Le croissant chiite, épouvantail ou réalité ?

Le président Moubarak et le roi Abdallah II, relayés par plusieurs journalistes ont prévenu le monde arabe d’un croissant chiite en gestation. Qu’en est-il ?

 

1-Au regard de la géographie, son extrémité septentrional corresponderait à l’Azerbaïdjan (76% de chiites), passerait par l’Iran, l’Irak, la Syrie et s’arrêterait au Liban. Or la continuité territoriale est interrompue en plus d’un point. D’abord entre l’Iran et l’Irak, sur une frontière longue de 1600 kilomètres, seuls deux couloirs étroits, partant de la ville iranienne de Kermanshah, relient les populations chiites des deux pays. Si les alaouites sont considérés comme une branche du chiisme (les alaouites tentèrent dans les années soixante-dix d’obtenir une reconnaissance officielle des autorités jaafarites au Liban), ils sont séparés de leurs coreligionnaires irakiens par un désert, une montagne et une population sunnite. Quant aux chiites libanais et alaouites syriens, ils ne partagent aucune région mitoyenne.

 

2-Sur le plan linguistique, les azéris parle le turc, une langue ouralo-altaïque, les iraniens le persan d’origine indo-européenne. Les irakiens, syriens et libanais, s’expriment eux, en arabe, langue sémitique. Si la moitié des mots persans d’aujourd’hui sont d’origine arabe, la grammaire n’en reste pas moins différente, et, irakiens et iraniens ne se comprennent pas si ils n’utilisent pas une troisième langue commune. Cette distinction linguistique, les linguistes l’ont suffisamment démontrés, reflète souvent des valeurs différentes.    

 

3-Si le culte des saints imams est partagé par tous les chiites, culturellement les irakiens, les syriens et les libanais sont arabes et tous leurs mythes font références à cette arabité. En Iran, l’on est avant tout perse. Le Nowrouz, est le nouvel an, spécifiquement iranien et pré islamique. Hafiz, Saadi, poètes mystiques qui chantent autant le vin que les femmes, Ferdowsi poète épique, sont adulés en Iran et nulle part autant dans le monde arabe. L’architecture Séfévides, et Qadjar sont aussi une particularité iranienne et Persépolis reste un site que visitent massivement les iraniens. Ainsi, le moment originel de ces civilisations n’est pas le même, malgré les tentatives de les ramenées toutes à l’hégire. Et quand les Séfévides régnaient en Azerbaïdjan et en Iran, les Ottomans eux occupaient et influençaient autrement le reste du Moyen- Orient.   

 

4-L’apparition du chiisme dans ces différents pays est due à des circonstances et à des époques différentes.
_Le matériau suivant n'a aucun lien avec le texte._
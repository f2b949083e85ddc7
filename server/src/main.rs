use actix_web::{web, App, HttpServer};

use whiteboard_server::config::Config;
use whiteboard_server::connection::ws_index;
use whiteboard_server::handlers::status_handler;
use whiteboard_server::server::spawn_server;

#[actix_web::main]
async fn main() -> std::io::Result<()> {
    env_logger::init();

    let config = Config::from_env();
    let bind_addr = config.bind_addr();
    let srv_tx = spawn_server(config.clone());

    log::info!("whiteboard relay listening on {}", bind_addr);
    HttpServer::new(move || {
        App::new()
            .data(srv_tx.clone())
            .data(config.clone())
            .route("/ws/", web::get().to(ws_index))
            .route("/status/", web::get().to(status_handler))
    })
    .bind(&bind_addr)?
    .run()
    .await
}
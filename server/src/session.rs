use std::time::{Duration, Instant};

use whiteboard_protocol::SessionId;

/// Lifecycle of one connected client. There is no way back: a session
/// that leaves `Active` is removed from the table entirely.
#[derive(Debug, Clone, PartialEq)]
pub enum SessionState {
    AwaitingJoin,
    Active { name: String },
}

pub struct Session {
    pub id: SessionId,
    pub state: SessionState,
    pub last_cursor: Option<(f64, f64)>,
    pub last_activity: Instant,
}

impl Session {
    pub fn new(id: SessionId) -> Self {
        Self {
            id,
            state: SessionState::AwaitingJoin,
            last_cursor: None,
            last_activity: Instant::now(),
        }
    }

    /// The display name recorded at join. Immutable once set.
    pub fn name(&self) -> Option<&str> {
        match &self.state {
            SessionState::Active { name } => Some(name),
            SessionState::AwaitingJoin => None,
        }
    }

    pub fn is_active(&self) -> bool {
        matches!(self.state, SessionState::Active { .. })
    }

    pub fn touch(&mut self) {
        self.last_activity = Instant::now();
    }

    pub fn idle_for(&self) -> Duration {
        self.last_activity.elapsed()
    }
}
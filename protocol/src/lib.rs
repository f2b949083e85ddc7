pub extern crate serde;
pub extern crate serde_json;

mod message;
mod types;

pub use message::*;
pub use types::*;
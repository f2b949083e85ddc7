/// Server-assigned identity of one connected client. Allocated from a
/// monotone counter, so an id is never reused within a relay process.
pub type SessionId = u64;
use std::env;
use std::fmt::Display;
use std::str::FromStr;
use std::time::Duration;

/// Relay tunables, read from the process environment with defaults
/// matching the whiteboard client's expectations (port 9000).
#[derive(Debug, Clone)]
pub struct Config {
    pub host: String,
    pub port: u16,
    /// A session silent for longer than this is evicted.
    pub idle_timeout: Duration,
    /// How often the eviction sweep runs.
    pub sweep_interval: Duration,
    /// Capacity of each connection's bounded outbound queue.
    pub outbound_queue: usize,
}

impl Default for Config {
    fn default() -> Self {
        Self {
            host: "127.0.0.1".into(),
            port: 9000,
            idle_timeout: Duration::from_secs(300),
            sweep_interval: Duration::from_secs(30),
            outbound_queue: 64,
        }
    }
}

impl Config {
    pub fn from_env() -> Self {
        let defaults = Config::default();
        Self {
            host: env::var("HOST").unwrap_or(defaults.host),
            port: env_parsed("PORT", defaults.port),
            idle_timeout: Duration::from_secs(env_parsed(
                "IDLE_TIMEOUT_SECS",
                defaults.idle_timeout.as_secs(),
            )),
            sweep_interval: Duration::from_secs(env_parsed(
                "SWEEP_INTERVAL_SECS",
                defaults.sweep_interval.as_secs(),
            )),
            // A zero-capacity channel is not constructible.
            outbound_queue: env_parsed("OUTBOUND_QUEUE", defaults.outbound_queue).max(1),
        }
    }

    pub fn bind_addr(&self) -> String {
        format!("{}:{}", self.host, self.port)
    }
}

fn env_parsed<T: FromStr + Display>(key: &str, default: T) -> T {
    match env::var(key) {
        Ok(raw) => match raw.parse() {
            Ok(value) => value,
            Err(_) => {
                log::warn!(
                    "{}: unparseable value {:?}, falling back to {}",
                    key,
                    raw,
                    default
                );
                default
            }
        },
        Err(_) => default,
    }
}
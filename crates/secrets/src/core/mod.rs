//! Core types, errors, and primitives

mod error;

pub use error::{
    BundleError, CryptoError, Result, RotationError, SecretsError, StorageError,
};
//! Cipher unit, master-key handling, and key fingerprints.

mod cipher;
mod fingerprint;
mod keys;

pub use cipher::{BLOB_VERSION, EncryptedBlob, NONCE_LEN, TAG_LEN, decrypt, encrypt};
pub use fingerprint::KeyFingerprint;
pub use keys::{KEY_LEN, MASTER_KEY_ENV, MasterKey};
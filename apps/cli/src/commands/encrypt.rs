//! `quasar encrypt` — encrypt a plaintext configuration bundle.

use std::path::PathBuf;

use clap::Args;
use quasar_secrets::{MasterKey, artifact};

#[derive(Args)]
pub struct EncryptArgs {
    /// Plaintext bundle to encrypt
    pub source: PathBuf,

    /// Explicit output path (default: source + `.encrypted`)
    #[arg(long)]
    pub output: Option<PathBuf>,

    /// Overwrite the output path if it already exists
    #[arg(long)]
    pub force: bool,
}

/// Execute the `encrypt` command.
pub fn execute(args: &EncryptArgs) -> anyhow::Result<()> {
    let key = MasterKey::from_env()?;
    let written = artifact::encrypt_file(&key, &args.source, args.output.as_deref(), args.force)?;

    println!("encrypted: {}", written.display());
    Ok(())
}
Le chiisme en Irak est apparu à l’aube de l’islam quand l’imam Ali rallia à sa cause les « amsars » (garnison) de Koufa et de Basra. Au Liban, ils apparurent très tôt, fuyant l’orthodoxie sunnite. En Syrie, les alaouites arrivèrent à l’époque Hamdanides au dixième siècle. En Iran, les séfévides, un ordre soufi converti au chiisme au quatorzième siècle, occupèrent Bakou et ensuite l’Iran au seizième siècle et y établirent le chiisme. Dans ce pays 89% des habitants sont des alides et n’ont jamais connu de persécutions au titre de leurs appartenances religieuses. Les chiites irakiens (60% de la population) furent de tout temps persécutés par le pouvoir sunnite qu’il fut Omeyade, Abbaside, Mamelouk, Ottoman, Anglais ou Batthiste. Les alaouites (12% de la population) ne jouèrent un rôle politique qu’au moment où Hafez Al Assad prit le pouvoir en mille neuf cent soixante-dix. Au Liban, la marginalisation des chiites ne commença à prendre fin qu’à partir du lancement du mouvement de l’Imam Moussa Sadr dans la deuxième moitié du siècle précédent. En résumé, seize siècles séparent l’apparition du chiisme entre l’Irak d’un côté et l’Iran et l’Azerbaïdjan, d’un autre. Il s’y imposa et fut vécu dans des circonstances dissemblables.

 

5-Politiquement, l’Azerbaïdjan est une république laïque autoritaire où le président Elham Aliev tient le pouvoir que son père lui a transmis à sa mort. La république islamique d’Iran est une théocratie, dont la constitution est fondée sur une interprétation des saintes écritures et de l’imitation des actes d’Ali et des onzes Imams de sa lignée. Elle attribue un rôle prédominant au plus savant des juristes d’où l’expression « wilayat al fakih ». En Irak, les chiites n’ont jamais participé à la gestion de l’Etat et leurs attributs à venir sont encore à définir. En Syrie, la minorité alaouite détient les rouages de l’Etat et à la tête de celui-ci les membres d’une même famille se succèdent. Au Liban, les chiites, seuls de leurs coreligionnaires à avoir combattu avec succès Israël, tente d’exploiter cet exploit dans une redistribution des rôles politiques dans un système communautaire labyrinthique. Comment prétendre alors que toutes ces populations peuvent d’un trait effacer leur passé et se fondre dans un même moule ? Est-ce que le communisme en URSS, fut-il appliqué de la même façon qu’en Chine ou en Yougoslavie ?

 

6-Economiquement l’Iran, l’Irak et l’Azerbaïdjan, sont dépendants de leurs hydrocarbures. Les syriens et les libanais vivent essentiellement de l’agriculture et des services. Mais la vraie différence se situe ailleurs, dans le contrôle des Bonyad (institutions religieuses) de plus de 40% de l’économie iranienne (hors pétrole et gaz) et le rôle prédominant du Bazar dans la distribution des biens de consommation. Si les institutions religieuses en Irak et au Liban jouent un rôle non négligeable, il est d’un tout autre ordre en Iran. Est-ce que des modes de production et de distribution différents peuvent-ils être ramenés à un système économique commun, sans tenir compte de centaine d’années de pratiques et de ressources distinctes ?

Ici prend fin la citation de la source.